Alvin B. Lin, MD, FAAFP
 
Dr. Lin is an associate professor of family and community medicine at University of Nevada School of Medicine and an adjunct professor of family medicine and geriatrics at Touro University Nevada College of Medicine. He also serves as an advisory medical director for Infinity Hospice Care and as medical director of Lions HealthFirst Foundation. Dr. Lin maintains a small private practice in Las Vegas, NV. The posts represent the views of Dr. Lin, and in no way are to be construed as representative of the above listed organizations. Dr. Lin blogs about current medical literature and news at
http://alvinblin.blogspot.com/.

 

Quantity vs. quality: which would you choose? In an ideal situation, both, right? But in the real world, we often have to pick one over the other. Worse, we don't have ideal data so we're left with an imperfect decision making process. A good example of this is prostate cancer screening with prostate-specific antigen (PSA). 

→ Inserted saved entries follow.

use std::{
    fs::File,
    path::{Path, PathBuf},
};

use avafr_types::HeartRateSample;
use csv::StringRecord;

use crate::{
    CsvError,
    helpers::{parse_date_time, parse_user_id},
    table::{HeaderMap, open_reader},
};

pub const DEFAULT_CHUNK_SIZE: usize = 100_000;

/// Streams a `heartrate_seconds` export in fixed-size chunks so the whole
/// file never has to be held in memory.
pub struct HeartRateReader {
    path: PathBuf,
    reader: csv::Reader<File>,
    record: StringRecord,
    chunk_size: usize,
    id: usize,
    time: usize,
    value: usize,
    line: usize,
    rows_read: usize,
    skipped: usize,
    finished: bool,
}

impl HeartRateReader {
    pub fn open(path: impl AsRef<Path>, chunk_size: usize) -> Result<Self, CsvError> {
        let path = path.as_ref();
        let mut reader = open_reader(path)?;
        let headers = HeaderMap::read(&mut reader, path)?;

        Ok(Self {
            id: headers.require(path, "Id")?,
            time: headers.require(path, "Time")?,
            value: headers.require(path, "Value")?,
            path: path.to_path_buf(),
            reader,
            record: StringRecord::new(),
            chunk_size: chunk_size.max(1),
            line: 1,
            rows_read: 0,
            skipped: 0,
            finished: false,
        })
    }

    pub fn rows_read(&self) -> usize {
        self.rows_read
    }

    pub fn skipped(&self) -> usize {
        self.skipped
    }

    fn parse_record(&self) -> Result<HeartRateSample, String> {
        let field = |idx: usize, name: &'static str| {
            self.record
                .get(idx)
                .ok_or_else(|| format!("missing field `{name}`"))
        };

        let id = field(self.id, "Id")?;
        let time = field(self.time, "Time")?;
        let value = field(self.value, "Value")?;

        Ok(HeartRateSample {
            user_id: parse_user_id(id).ok_or_else(|| format!("invalid Id `{id}`"))?,
            time: parse_date_time(time).ok_or_else(|| format!("invalid Time `{time}`"))?,
            value: value
                .parse()
                .map_err(|_| format!("invalid Value `{value}`"))?,
        })
    }
}

impl Iterator for HeartRateReader {
    type Item = Vec<HeartRateSample>;

    fn next(&mut self) -> Option<Self::Item> {
        let mut chunk = Vec::with_capacity(self.chunk_size.min(DEFAULT_CHUNK_SIZE));

        // a chunk of only malformed rows is not the end of the file
        while chunk.len() < self.chunk_size && !self.finished {
            self.line += 1;
            match self.reader.read_record(&mut self.record) {
                Ok(false) => self.finished = true,
                Ok(true) => {
                    self.rows_read += 1;
                    match self.parse_record() {
                        Ok(sample) => chunk.push(sample),
                        Err(message) => {
                            warn!("{}:{}: skipping row: {}", self.path.display(), self.line, message);
                            self.skipped += 1;
                        }
                    }
                }
                Err(error) => {
                    self.rows_read += 1;
                    warn!("{}:{}: skipping row: {}", self.path.display(), self.line, error);
                    self.skipped += 1;
                    if error.is_io_error() {
                        self.finished = true;
                    }
                }
            }
        }

        (!chunk.is_empty()).then_some(chunk)
    }
}

#[cfg(test)]
mod tests {
    use rand::Rng;

    use super::*;
    use crate::test_files::csv_file;

    const SAMPLES: &str = "Id,Time,Value\n\
        2022484408,4/12/2016 7:21:00 AM,97\n\
        2022484408,4/12/2016 7:21:05 AM,102\n\
        2022484408,4/12/2016 7:21:10 AM,105\n\
        2022484408,4/12/2016 7:21:20 AM,103\n\
        2022484408,4/12/2016 7:21:25 AM,101\n";

    #[test]
    fn yields_fixed_size_chunks() {
        let file = csv_file(SAMPLES);
        let reader = HeartRateReader::open(file.path(), 2).unwrap();

        let sizes = reader.map(|chunk| chunk.len()).collect::<Vec<_>>();
        assert_eq!(sizes, vec![2, 2, 1]);
    }

    #[test]
    fn parses_twelve_hour_time() {
        let file = csv_file(SAMPLES);
        let mut reader = HeartRateReader::open(file.path(), DEFAULT_CHUNK_SIZE).unwrap();

        let chunk = reader.next().unwrap();
        assert_eq!(chunk.len(), 5);
        assert_eq!(chunk[0].value, 97);
        assert_eq!(chunk[0].time.to_string(), "2016-04-12 07:21:00");
        assert!(reader.next().is_none());
    }

    #[test]
    fn bad_rows_do_not_end_the_stream() {
        let file = csv_file(
            "Id,Time,Value\n\
             1,4/12/2016 1:00:00 AM,60\n\
             1,4/12/2016 1:00:05 AM,sixty\n\
             1,someday,60\n\
             1,4/12/2016 1:00:15 AM,58\n",
        );
        let mut reader = HeartRateReader::open(file.path(), 10).unwrap();

        let chunk = reader.next().unwrap();
        assert_eq!(chunk.iter().map(|s| s.value).collect::<Vec<_>>(), vec![60, 58]);
        assert_eq!(reader.rows_read(), 4);
        assert_eq!(reader.skipped(), 2);

        let file = csv_file(
            "Id,Time,Value\n\
             1,4/12/2016 1:00:00 AM,60\n\
             1,4/12/2016 1:00:05 AM,sixty\n\
             1,4/12/2016 1:00:15 AM,58\n",
        );
        let reader = HeartRateReader::open(file.path(), 1).unwrap();
        assert_eq!(reader.flatten().map(|s| s.value).collect::<Vec<_>>(), vec![60, 58]);
    }

    #[test]
    fn any_chunk_size_yields_every_sample_in_order() {
        let mut rng = rand::rng();
        let mut contents = String::from("Id,Time,Value\n");
        let mut expected = Vec::new();
        for minute in 0..200 {
            let value = rng.random_range(40..180u16);
            contents.push_str(&format!("7,4/12/2016 {}:{:02}:00,{}\n", minute / 60 + 1, minute % 60, value));
            expected.push(value);
        }
        let file = csv_file(&contents);

        for _ in 0..10 {
            let chunk_size = rng.random_range(1..=250);
            let chunks = HeartRateReader::open(file.path(), chunk_size)
                .unwrap()
                .collect::<Vec<_>>();

            assert!(chunks.iter().all(|c| c.len() <= chunk_size));
            let values = chunks.concat().iter().map(|s| s.value).collect::<Vec<_>>();
            assert_eq!(values, expected, "chunk size {chunk_size}");
        }
    }

    #[test]
    fn zero_chunk_size_still_progresses() {
        let file = csv_file(SAMPLES);
        let reader = HeartRateReader::open(file.path(), 0).unwrap();
        assert_eq!(reader.count(), 5);
    }
}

As you know by now, the US Preventive Services Task Force (USPSTF) recently recommended against screening for prostate cancer with PSA, giving this a D Grade, as there was no proof of any reduction in all-cause mortality. Within the last month, another study suggested that not screening with PSA would lead to a tripling of men presenting with metastatic disease, assuming the same rate as in the pre-PSA era. But on the other hand, there was no mention of all-cause mortality. As a corollary, another study concluded that treatment of localized low grade prostate cancer via radical prostatectomy did not improve all-cause mortality.

So what do we do? The authors of a new analysis of the European Randomized Study of Prostate Cancer (ERSPC) published August 16, 2012, in the New England Journal of Medicine concluded that quality of life from PSA screening would be affected by one's interpretation of risk & benefit. In fact, the number of quality-adjusted life years (QALY) gained or lost depended upon the patient's point of view. In other words, those who value quantity over quality want to prevent cancer at any cost and would tolerate complications much more so than those who relished quality of life over quantity.

The editorialist for this study recommends an in-depth conversation with the patient to help in the decision making process. But how realistic is this in a 5 to 10 minute appointment? A case studywas presented in a third article pitting one physician against another regarding the utility and benefit of PSA screening. 

In the end, the real solution is to find a more sensitive and more specific test to use for prostate cancer screening. And while we're at it, we also need to reform our health care system so that we provide quality care rather than quantity care.